*Data extracts*.
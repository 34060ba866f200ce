//! Learning engine.
//!
//! Owns one user's learning data, the cached profile and the derived
//! insights. Writes mark the insights stale (`Updating`); the next read
//! recomputes them once and memoizes until the following write, so every
//! read reflects all prior writes.

use std::collections::{BTreeMap, BTreeSet};
use std::fmt;

use chrono::{Duration, Utc};
use tracing::{debug, info, warn};

use crate::confidence::Confidence;
use crate::error::{EngineError, GutGuardError, GutResult, ValidationError};
use crate::food::FoodItem;
use crate::matcher::{contains_term, normalize, IngredientMatcher, MatcherConfig};
use crate::profile::GutProfile;
use crate::verdict::{ScanAnalysis, VerdictAggregator};

use super::analyzer::{AnalyzerConfig, PatternAnalyzer};
use super::data::{LearningData, ScanRecord, SymptomLog, UserFeedback};
use super::insights::{
    DataQuality, FoodRiskPrediction, InsightType, LearningInsights, LearningMetrics,
    PatternInsight, Recommendation,
};
use super::source::LearningDataSource;

/// Lifecycle of a learning engine.
#[derive(Debug, Clone, Copy, PartialEq, Eq)]
pub enum EngineState {
    /// `initialize` has not been called.
    Uninitialized,
    /// Insights reflect every write.
    Ready,
    /// Writes are pending; insights are recomputed on the next read.
    Updating,
}

impl fmt::Display for EngineState {
    fn fmt(&self, f: &mut fmt::Formatter<'_>) -> fmt::Result {
        match self {
            Self::Uninitialized => write!(f, "uninitialized"),
            Self::Ready => write!(f, "ready"),
            Self::Updating => write!(f, "updating"),
        }
    }
}

/// Learning engine configuration.
///
/// The fallback values are used only when the data carries nothing to
/// compute the statistic from.
#[derive(Debug, Clone)]
pub struct LearningConfig {
    /// Pattern mining settings.
    pub analyzer: AnalyzerConfig,
    /// Matcher used when the engine analyzes foods itself.
    pub matcher: MatcherConfig,
    /// Data points at which completeness reaches 1.
    pub completeness_target: usize,
    /// Recent items at which recency reaches 1.
    pub recency_target: usize,
    /// What counts as recent.
    pub recency_window: Duration,
    /// Consistency when no food was scanned twice.
    pub fallback_consistency: f64,
    /// Learning accuracy when no scan carries feedback.
    pub fallback_learning_accuracy: f64,
    /// Prediction accuracy when no log names a food.
    pub fallback_prediction_accuracy: f64,
    /// Satisfaction when no feedback is rated.
    pub fallback_user_satisfaction: f64,
    /// Below this many data points a "keep logging" tip is added.
    pub sparse_data_threshold: usize,
}

impl Default for LearningConfig {
    fn default() -> Self {
        Self {
            analyzer: AnalyzerConfig::default(),
            matcher: MatcherConfig::default(),
            completeness_target: 100,
            recency_target: 10,
            recency_window: Duration::days(7),
            fallback_consistency: 0.8,
            fallback_learning_accuracy: 0.75,
            fallback_prediction_accuracy: 0.7,
            fallback_user_satisfaction: 0.8,
            sparse_data_threshold: 10,
        }
    }
}

const SPARSE_DATA_TIP: &str = "Keep scanning foods and logging symptoms to sharpen your insights";

/// Per-user learning engine.
pub struct LearningEngine {
    config: LearningConfig,
    analyzer: PatternAnalyzer,
    aggregator: VerdictAggregator,
    state: EngineState,
    data: LearningData,
    profile_written: bool,
    insights: Option<LearningInsights>,
    metrics: Option<LearningMetrics>,
}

*Assignment*. Could you retype all of the entries, leaving every character unchanged?

*Your solution*.
repository 34060ba866f200ce
//! Learning engine.
//!
//! Owns one user's learning data, the cached profile and the derived
//! insights. Writes mark the insights stale (`Updating`); the next read
//! recomputes them once and memoizes until the following write, so every
//! read reflects all prior writes.

use std::collections::{BTreeMap, BTreeSet};
use std::fmt;

use chrono::{Duration, Utc};
use tracing::{debug, info, warn};

use crate::confidence::Confidence;
use crate::error::{EngineError, GutGuardError, GutResult, ValidationError};
use crate::food::FoodItem;
use crate::matcher::{contains_term, normalize, IngredientMatcher, MatcherConfig};
use crate::profile::GutProfile;
use crate::verdict::{ScanAnalysis, VerdictAggregator};

use super::analyzer::{AnalyzerConfig, PatternAnalyzer};
use super::data::{LearningData, ScanRecord, SymptomLog, UserFeedback};
use super::insights::{
    DataQuality, FoodRiskPrediction, InsightType, LearningInsights, LearningMetrics,
    PatternInsight, Recommendation,
};
use super::source::LearningDataSource;

/// Lifecycle of a learning engine.
#[derive(Debug, Clone, Copy, PartialEq, Eq)]
pub enum EngineState {
    /// `initialize` has not been called.
    Uninitialized,
    /// Insights reflect every write.
    Ready,
    /// Writes are pending; insights are recomputed on the next read.
    Updating,
}

impl fmt::Display for EngineState {
    fn fmt(&self, f: &mut fmt::Formatter<'_>) -> fmt::Result {
        match self {
            Self::Uninitialized => write!(f, "uninitialized"),
            Self::Ready => write!(f, "ready"),
            Self::Updating => write!(f, "updating"),
        }
    }
}

/// Learning engine configuration.
///
/// The fallback values are used only when the data carries nothing to
/// compute the statistic from.
#[derive(Debug, Clone)]
pub struct LearningConfig {
    /// Pattern mining settings.
    pub analyzer: AnalyzerConfig,
    /// Matcher used when the engine analyzes foods itself.
    pub matcher: MatcherConfig,
    /// Data points at which completeness reaches 1.
    pub completeness_target: usize,
    /// Recent items at which recency reaches 1.
    pub recency_target: usize,
    /// What counts as recent.
    pub recency_window: Duration,
    /// Consistency when no food was scanned twice.
    pub fallback_consistency: f64,
    /// Learning accuracy when no scan carries feedback.
    pub fallback_learning_accuracy: f64,
    /// Prediction accuracy when no log names a food.
    pub fallback_prediction_accuracy: f64,
    /// Satisfaction when no feedback is rated.
    pub fallback_user_satisfaction: f64,
    /// Below this many data points a "keep logging" tip is added.
    pub sparse_data_threshold: usize,
}

impl Default for LearningConfig {
    fn default() -> Self {
        Self {
            analyzer: AnalyzerConfig::default(),
            matcher: MatcherConfig::default(),
            completeness_target: 100,
            recency_target: 10,
            recency_window: Duration::days(7),
            fallback_consistency: 0.8,
            fallback_learning_accuracy: 0.75,
            fallback_prediction_accuracy: 0.7,
            fallback_user_satisfaction: 0.8,
            sparse_data_threshold: 10,
        }
    }
}

const SPARSE_DATA_TIP: &str = "Keep scanning foods and logging symptoms to sharpen your insights";

/// Per-user learning engine.
pub struct LearningEngine {
    config: LearningConfig,
    analyzer: PatternAnalyzer,
    aggregator: VerdictAggregator,
    state: EngineState,
    data: LearningData,
    profile_written: bool,
    insights: Option<LearningInsights>,
    metrics: Option<LearningMetrics>,
}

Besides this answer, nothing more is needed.